Most workers comp payers like to spread their IME business among at least two, if not several vendors. Now that EW has bought up many of its competitors, these payers don’t look at EW and MES or BME Gateway or any of their other acquired companies as different; the payers, quite logically, consider them to be one and the same. As a result, business that was going to, say MES because it was a competitor of EW is now going to go somewhere else. Not all of the business, and perhaps not even much of it – but certainly some.
The implication is clear – the companies EW is buying may well see declining revenues as a result of the acquisition. And, it follows, the revenues produced by EW may well be less than the sum of the revenues generated by all the companies they acquired.
In the most recent earnings call, EW execs stated words to the effect that they were going to maintain the MES sales force as a separate and distinct entity, perhaps as a way to address this issue.

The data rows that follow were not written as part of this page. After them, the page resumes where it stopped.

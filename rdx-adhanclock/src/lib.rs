//! # Adhanclock
//!
//! An event-driven prayer-time scheduling and alert engine for Rust.
//!
//! Adhanclock keeps a daily timetable of the six prayer times, works out which
//! one is next and how long until it, and sounds an alert exactly once when the
//! clock reaches an eligible prayer's minute. It also runs a separate preview
//! channel for auditioning alert sounds.
//!
//! ## Core Concepts
//!
//! - **SystemClock**: A periodic ticker that acts as the single source of time.
//!   Each tick carries one frozen clock reading.
//! - **Scheduler**: The synchronous core. On every tick it resolves the next
//!   prayer, computes the countdown and decides whether an alert fires.
//! - **Event-Driven**: Renderers subscribe to strongly-typed event streams
//!   (`ScheduleEvent`, `AlertEvent`, `PreviewEvent`, ...) instead of polling.
//! - **Pluggable edges**: Audio playback (`AudioOutput`) and timetable
//!   retrieval (`TimetableProvider`) are traits, so the engine runs the same
//!   against real devices, the Aladhan service or in-memory doubles.
//!
//! ## Example Usage
//!
//! ```rust,no_run
//! use adhanclock::prelude::*;
//!
//! #[tokio::main]
//! async fn main() -> anyhow::Result<()> {
//!     // 1. Load the configuration from a file and the environment.
//!     let config = AdhanConfig::load(Some("adhan.toml".as_ref()))?;
//!
//!     // 2. Create the engine with one output for alerts and one for previews.
//!     let engine = AdhanEngine::new(
//!         config,
//!         Box::new(MemoryOutput::new()),
//!         Box::new(MemoryOutput::new()),
//!     )?;
//!
//!     // 3. Subscribe to an event stream before starting the engine.
//!     let mut alerts = engine.subscribe_alert_events();
//!     tokio::spawn(async move {
//!         while let Ok(event) = alerts.recv().await {
//!             println!("Alert event: {:?}", event);
//!         }
//!     });
//!
//!     // 4. Alerts need a signed-in user.
//!     engine
//!         .sign_in(UserProfile {
//!             name: "Local".into(),
//!             email: "local@localhost".into(),
//!             avatar: None,
//!         })
//!         .await;
//!     engine.set_alerts_enabled(true).await?;
//!
//!     // 5. Run the engine. It will shut down on Ctrl+C.
//!     engine.run().await?;
//!
//!     Ok(())
//! }
//! ```

pub const ENGINE_NAME: &str = "Adhan Engine";
pub const VERSION: &str = env!("CARGO_PKG_VERSION");

// Declare all the modules in the crate.
pub mod arbiter;
pub mod audio;
pub mod common;
pub(crate) mod components;
pub mod config;
pub mod countdown;
pub mod engine;
pub mod error;
pub mod events;
pub mod preview;
pub mod provider;
pub mod resolver;
pub mod scheduler;
pub mod session;
pub mod time;
pub mod timetable;
pub mod trigger;

/// A prelude module for easy importing of the most common Adhanclock types.
pub mod prelude {
    pub use crate::audio::{AudioError, AudioOutput, MemoryOutput};
    pub use crate::common::{PrayerName, SoundIndex};
    pub use crate::config::{AdhanConfig, ProviderConfig, SoundConfig};
    pub use crate::countdown::Countdown;
    pub use crate::engine::AdhanEngine;
    pub use crate::error::AdhanError;
    pub use crate::events::{
        AlertEvent, DayEvent, PreviewEvent, ScheduleEvent, StopReason, SystemEvent,
    };
    pub use crate::provider::{AladhanProvider, LocationQuery, StaticProvider, TimetableProvider};
    pub use crate::resolver::NextPrayer;
    pub use crate::scheduler::{PlaybackState, ScheduleSnapshot};
    pub use crate::session::UserProfile;
    pub use crate::timetable::{DailyTimetable, HijriDate, LocationInfo, Timetable};
}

While we in the work comp business may be slow, most of us will eventually figure out it’s the same company, and payers will shift business around to ensure they spread it amongst different vendors.
Which leads us to the next issue, scale.
We’ll leave aside the question of how expenses can be reduced if the company is paying for two competing sales forces, and focus on the Cost of Goods Sold.
The IME and peer-review services business has a cost structure that is based to a large degree on variable costs – primarily, what they have to pay the physicians who deliver the expert opinions. As a ‘craft business’, this doesn’t lend itself to scale-driven profit increases – the more IMEs they sell, the higher their variable costs are. Sure, there are some benefits to scale, such as smaller sales forces, consolidated IT and corporate administrative functions and the like, but these are small potatoes compared to the physician expense.
I suppose EW could try to negotiate better deals with their physician experts, but that isn’t likely to meet with much success. IME docs are a) in short supply; b) can offer their services through a rival IME company; c) payers like opinions from ‘good docs’ and will go to the IME provider who has those good docs on their list; and on a related note, d) quality is really important to most payers, who won’t like it if their IMEs are done by docs who don’t ‘get’ workers comp/auto.
EW’s investment proposition is to a large extent focused on generating outsize margins from a pretty labor-intensive business. Their forecasts call for EBITDA numbers approaching, and eventually surpassing, the 20% of revenue mark. I don’t see how this is possible. People in the business today who run companies in the same space, and do it quite well, can’t come near this figure. Most are pretty darn pleased with an EBITDA in the low teens, and a ten percent figure is pretty much industry standard.
If this was a high-fixed-cost/low-variable-cost business like the PPO industry or software, or relatively new (MSAs), we could reasonably expect a very well run, large player could deliver outsize margins. The IME business is neither. It is a mature industry, with companies operating in a highly competitive market with high variable costs.
In fact, as claims frequency continues its structural decline, the underlying driver of their business – the number of work comp claims – will continue to shrink year after year. Add that to the very real issue of regulatory risk, and you get an investment picture that’s rather risky.
I don’t doubt the management of EW has successfully built companies in dental practice management software and commercial and residential cooking. I’m not so sure they’re going to have much success in the IME business.
Finally, I’m completely befuddled by Wall Street’s apparent inability to understand these issues. For example, Goldman raised their six month share price target by a buck after the numbers came out. I would note that Goldman was a lead underwriter of their IPO…
Thanks to WorkCompWire for the heads’ up.